What you are asked to do>
Pull every line with "enumerate" from the entries below.
START Task inputs
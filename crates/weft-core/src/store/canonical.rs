//! Canonical JSON serialization.
//!
//! Produces compact JSON with object keys sorted lexicographically at every
//! nesting level. Two replicas that encode the same logical entry must write
//! byte-identical blocks, otherwise they would disagree on its address.
//!
//! Rules:
//! - Compact: no whitespace between tokens.
//! - Object keys sorted lexicographically (recursive at every depth).
//! - Arrays preserve element order.

use serde_json::Value;

/// Produce a canonical JSON string from a [`serde_json::Value`].
///
/// # Examples
///
/// ```
/// use serde_json::json;
/// use weft_core::store::canonical::canonicalize_json;
///
/// let val = json!({"z": 1, "a": {"c": 3, "b": 2}});
/// assert_eq!(canonicalize_json(&val), r#"{"a":{"b":2,"c":3},"z":1}"#);
/// ```
#[must_use]
pub fn canonicalize_json(value: &Value) -> String {
    let mut buf = String::new();
    write_canonical(value, &mut buf);
    buf
}

/// Canonical JSON as bytes, ready to hand to a block store.
#[must_use]
pub fn canonical_bytes(value: &Value) -> Vec<u8> {
    canonicalize_json(value).into_bytes()
}

fn write_canonical(value: &Value, buf: &mut String) {
    match value {
        Value::Null | Value::Bool(_) | Value::Number(_) | Value::String(_) => {
            // Scalars: serde_json's own Display is already compact and escaped.
            buf.push_str(&value.to_string());
        }
        Value::Array(arr) => {
            buf.push('[');
            for (i, item) in arr.iter().enumerate() {
                if i > 0 {
                    buf.push(',');
                }
                write_canonical(item, buf);
            }
            buf.push(']');
        }
        Value::Object(map) => {
            let mut keys: Vec<&String> = map.keys().collect();
            keys.sort();

            buf.push('{');
            for (i, key) in keys.iter().enumerate() {
                if i > 0 {
                    buf.push(',');
                }
                buf.push_str(&Value::String((*key).clone()).to_string());
                buf.push(':');
                if let Some(val) = map.get(*key) {
                    write_canonical(val, buf);
                }
            }
            buf.push('}');
        }
    }
}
END Task inputs
Response box>
            for (i, item) in arr.iter().enumerate() {
            for (i, key) in keys.iter().enumerate() {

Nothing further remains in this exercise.